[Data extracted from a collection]
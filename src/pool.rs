//! The public thread pool facade.

use crate::config::PoolBuilder;
use crate::error::{PoolError, Result};
use crate::task::{self, BoxedTask, TaskHandle};
use crate::worker::{self, PoolShared};
use std::collections::HashSet;
use std::sync::atomic::{AtomicBool, Ordering};
use std::sync::Arc;
use std::thread::JoinHandle;

/// A fixed-size pool of worker threads, each with its own task queue,
/// that steal from one another when idle.
///
/// Dropping the pool blocks until every queued and in-flight task has
/// run (equivalent to calling [`ThreadPool::wait_for_tasks`] first),
/// then stops and joins every worker thread.
pub struct ThreadPool {
    shared: Arc<PoolShared>,
    stop: Arc<AtomicBool>,
    handles: Vec<JoinHandle<()>>,
}

impl ThreadPool {
    /// Build a pool with the platform's default parallelism.
    pub fn new() -> Result<Self> {
        PoolBuilder::new().build()
    }

    /// Start configuring a pool.
    pub fn builder() -> PoolBuilder {
        PoolBuilder::new()
    }

    pub(crate) fn from_builder(builder: PoolBuilder) -> Result<Self> {
        let num_threads = builder.num_threads_value();
        let shared = Arc::new(PoolShared::new(num_threads));
        let stop = Arc::new(AtomicBool::new(false));
        let on_thread_start = builder.on_thread_start_value();

        let mut handles = Vec::with_capacity(num_threads);
        for id in 0..num_threads {
            let mut spawn = std::thread::Builder::new().name(format!("{}-{id}", builder.thread_name_value()));
            if let Some(stack_size) = builder.stack_size_value() {
                spawn = spawn.stack_size(stack_size);
            }

            let shared_for_worker = Arc::clone(&shared);
            let stop_for_worker = Arc::clone(&stop);
            let init = on_thread_start.clone();

            match spawn.spawn(move || worker::run(id, shared_for_worker, stop_for_worker, init)) {
                Ok(handle) => handles.push(handle),
                Err(err) => {
                    // Roll back just this slot's ring entry and keep
                    // going: a pool with fewer workers than requested is
                    // a supported outcome, not a construction failure
                    // (SPEC_FULL.md §4.E, §7).
                    tracing::warn!(
                        worker = id,
                        error = %err,
                        "failed to spawn worker thread; downsizing pool",
                    );
                    shared.ring.remove(id);
                }
            }
        }

        tracing::info!(workers = handles.len(), requested = num_threads, "thread pool constructed");
        Ok(Self { shared, stop, handles })
    }

    /// Number of worker threads actually running in the pool. May be
    /// less than requested if some worker threads failed to spawn.
    pub fn size(&self) -> usize {
        self.handles.len()
    }

    /// Submitted/completed/stolen task counters accumulated over the
    /// pool's lifetime.
    pub fn stats(&self) -> &worker::PoolStats {
        &self.shared.stats
    }

    /// Submit a task and get back a handle to its eventual result (or
    /// the panic it raised). Fails with [`PoolError::NoWorkers`] on a
    /// zero-worker pool, since such a handle could never be joined.
    pub fn submit<F, T>(&self, f: F) -> Result<TaskHandle<T>>
    where
        F: FnOnce() -> T + Send + 'static,
        T: Send + 'static,
    {
        let (envelope, handle) = task::envelope(f);
        let destination = self.shared.dispatch(envelope).ok_or(PoolError::NoWorkers)?;
        self.shared.wake(destination);
        Ok(handle)
    }

    /// Submit a task whose result is discarded. A panic inside it is
    /// caught and logged, never propagated. On a zero-worker pool the
    /// task is silently dropped rather than erroring — unlike [`Self::submit`],
    /// there is no handle whose absence would otherwise go unnoticed.
    pub fn submit_detach<F>(&self, f: F) -> Result<()>
    where
        F: FnOnce() + Send + 'static,
    {
        let envelope = task::detached(f);
        let Some(destination) = self.shared.dispatch(envelope) else {
            return Ok(());
        };
        self.shared.wake(destination);
        Ok(())
    }

    /// Submit many tasks as one batch. Every task is accounted for
    /// before any worker is woken, so a worker mid-drain can never
    /// observe a false quiescence partway through the batch; each
    /// distinct destination is then woken exactly once.
    pub fn submit_batch<F, T, I>(&self, tasks: I) -> Result<Vec<TaskHandle<T>>>
    where
        I: IntoIterator<Item = F>,
        F: FnOnce() -> T + Send + 'static,
        T: Send + 'static,
    {
        let mut handles = Vec::new();
        let mut destinations = HashSet::new();

        for f in tasks {
            let (envelope, handle) = task::envelope(f);
            let destination = self.shared.dispatch(envelope).ok_or(PoolError::NoWorkers)?;
            destinations.insert(destination);
            handles.push(handle);
        }

        for destination in destinations {
            self.shared.wake(destination);
        }
        Ok(handles)
    }

    /// Block until every queued and in-flight task has completed.
    pub fn wait_for_tasks(&self) {
        self.shared.wait_for_tasks();
    }

    /// Drop every task still sitting in a queue (not yet running),
    /// reporting `HandleDropped` to anyone joined on it. Returns how
    /// many were discarded. Tasks already running are unaffected.
    pub fn clear_tasks(&self) -> usize {
        self.shared.clear_all()
    }

    fn shutdown(&mut self) {
        tracing::info!(workers = self.handles.len(), "thread pool shutting down");
        self.wait_for_tasks();
        self.stop.store(true, Ordering::Release);
        for slot in &self.shared.slots {
            slot.signal.release();
        }
        for handle in self.handles.drain(..) {
            let _ = handle.join();
        }
        tracing::debug!("thread pool shutdown complete");
    }
}

impl Default for ThreadPool {
    /// # Panics
    ///
    /// Panics if worker threads could not be spawned. Use [`ThreadPool::new`]
    /// to handle that failure instead.
    fn default() -> Self {
        Self::new().expect("failed to build default thread pool")
    }
}

impl Drop for ThreadPool {
    fn drop(&mut self) {
        self.shutdown();
    }
}

#[cfg(test)]
mod tests {
    use super::*;
    use std::sync::atomic::AtomicUsize;
    use std::sync::Mutex;

    #[test]
    fn submit_returns_the_computed_value() {
        let pool = ThreadPool::builder().num_threads(2).build().unwrap();
        let handle = pool.submit(|| 2 + 2).unwrap();
        assert_eq!(handle.join().unwrap(), 4);
    }

    #[test]
    fn submit_detach_runs_and_is_joined_on_drop() {
        let counter = Arc::new(AtomicUsize::new(0));
        {
            let pool = ThreadPool::builder().num_threads(2).build().unwrap();
            for _ in 0..10 {
                let counter = counter.clone();
                pool.submit_detach(move || {
                    counter.fetch_add(1, Ordering::SeqCst);
                })
                .unwrap();
            }
        }
        assert_eq!(counter.load(Ordering::SeqCst), 10);
    }

    #[test]
    fn submit_batch_runs_every_task_exactly_once() {
        let pool = ThreadPool::builder().num_threads(4).build().unwrap();
        let tasks = (0..50).map(|i| move || i * 2);
        let handles = pool.submit_batch(tasks).unwrap();
        let results: Vec<i32> = handles.into_iter().map(|h| h.join().unwrap()).collect();
        let expected: Vec<i32> = (0..50).map(|i| i * 2).collect();
        assert_eq!(results, expected);
    }

    #[test]
    fn zero_worker_pool_rejects_handle_submissions() {
        let pool = ThreadPool::builder().num_threads(0).build().unwrap();
        match pool.submit(|| 1) {
            Err(PoolError::NoWorkers) => {}
            other => panic!("expected NoWorkers, got {other:?}"),
        }
    }

    #[test]
    fn zero_worker_pool_drops_detached_submissions_without_erroring() {
        let pool = ThreadPool::builder().num_threads(0).build().unwrap();
        assert!(pool.submit_detach(|| panic!("never runs")).is_ok());
    }

    #[test]
    fn wait_for_tasks_blocks_until_everything_completes() {
        let pool = ThreadPool::builder().num_threads(4).build().unwrap();
        let sum = Arc::new(Mutex::new(0));
        for i in 1..=1000 {
            let sum = sum.clone();
            pool.submit_detach(move || {
                *sum.lock().unwrap() += i;
            })
            .unwrap();
        }
        pool.wait_for_tasks();
        assert_eq!(*sum.lock().unwrap(), 500_500);
    }

    #[test]
    fn a_panicking_task_does_not_take_down_its_worker() {
        let pool = ThreadPool::builder().num_threads(1).build().unwrap();
        let first = pool.submit(|| -> i32 { panic!("boom") }).unwrap();
        assert!(first.join().is_err());

        let second = pool.submit(|| 99).unwrap();
        assert_eq!(second.join().unwrap(), 99);
    }

    #[test]
    fn clear_tasks_discards_queued_but_not_running_work() {
        let pool = ThreadPool::builder().num_threads(1).build().unwrap();
        let blocker = pool.submit(|| {
            std::thread::sleep(std::time::Duration::from_millis(100));
        });
        let queued = pool.submit(|| 1);
        std::thread::sleep(std::time::Duration::from_millis(10));

        let cleared = pool.clear_tasks();
        assert_eq!(cleared, 1);
        match queued.unwrap().join() {
            Err(PoolError::HandleDropped) => {}
            other => panic!("expected HandleDropped, got {other:?}"),
        }
        blocker.unwrap().join().unwrap();
    }

    #[test]
    fn stats_track_submitted_and_completed_counts() {
        let pool = ThreadPool::builder().num_threads(4).build().unwrap();
        let handles: Vec<_> = (0..20).map(|i| pool.submit(move || i).unwrap()).collect();
        for h in handles {
            h.join().unwrap();
        }
        pool.wait_for_tasks();
        assert_eq!(pool.stats().submitted(), 20);
        assert_eq!(pool.stats().completed(), 20);
    }

    #[test]
    fn recursive_submission_reaches_quiescence() {
        let pool = ThreadPool::builder().num_threads(4).build().unwrap();
        let remaining = Arc::new(AtomicUsize::new(500));

        fn spawn_chain(pool: &Arc<ThreadPool>, remaining: Arc<AtomicUsize>) {
            if remaining.fetch_sub(1, Ordering::SeqCst) == 1 {
                return;
            }
            let pool2 = pool.clone();
            pool.submit_detach(move || spawn_chain(&pool2, remaining)).unwrap();
        }

        let pool = Arc::new(pool);
        spawn_chain(&pool, remaining.clone());
        pool.wait_for_tasks();
        assert_eq!(remaining.load(Ordering::SeqCst), 0);
    }
}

Aim of the exercise -
Search the data for the string "dispatch" and copy every line where it appears.

Solution to this task -
        let destination = self.shared.dispatch(envelope).ok_or(PoolError::NoWorkers)?;
        let Some(destination) = self.shared.dispatch(envelope) else {
            let destination = self.shared.dispatch(envelope).ok_or(PoolError::NoWorkers)?;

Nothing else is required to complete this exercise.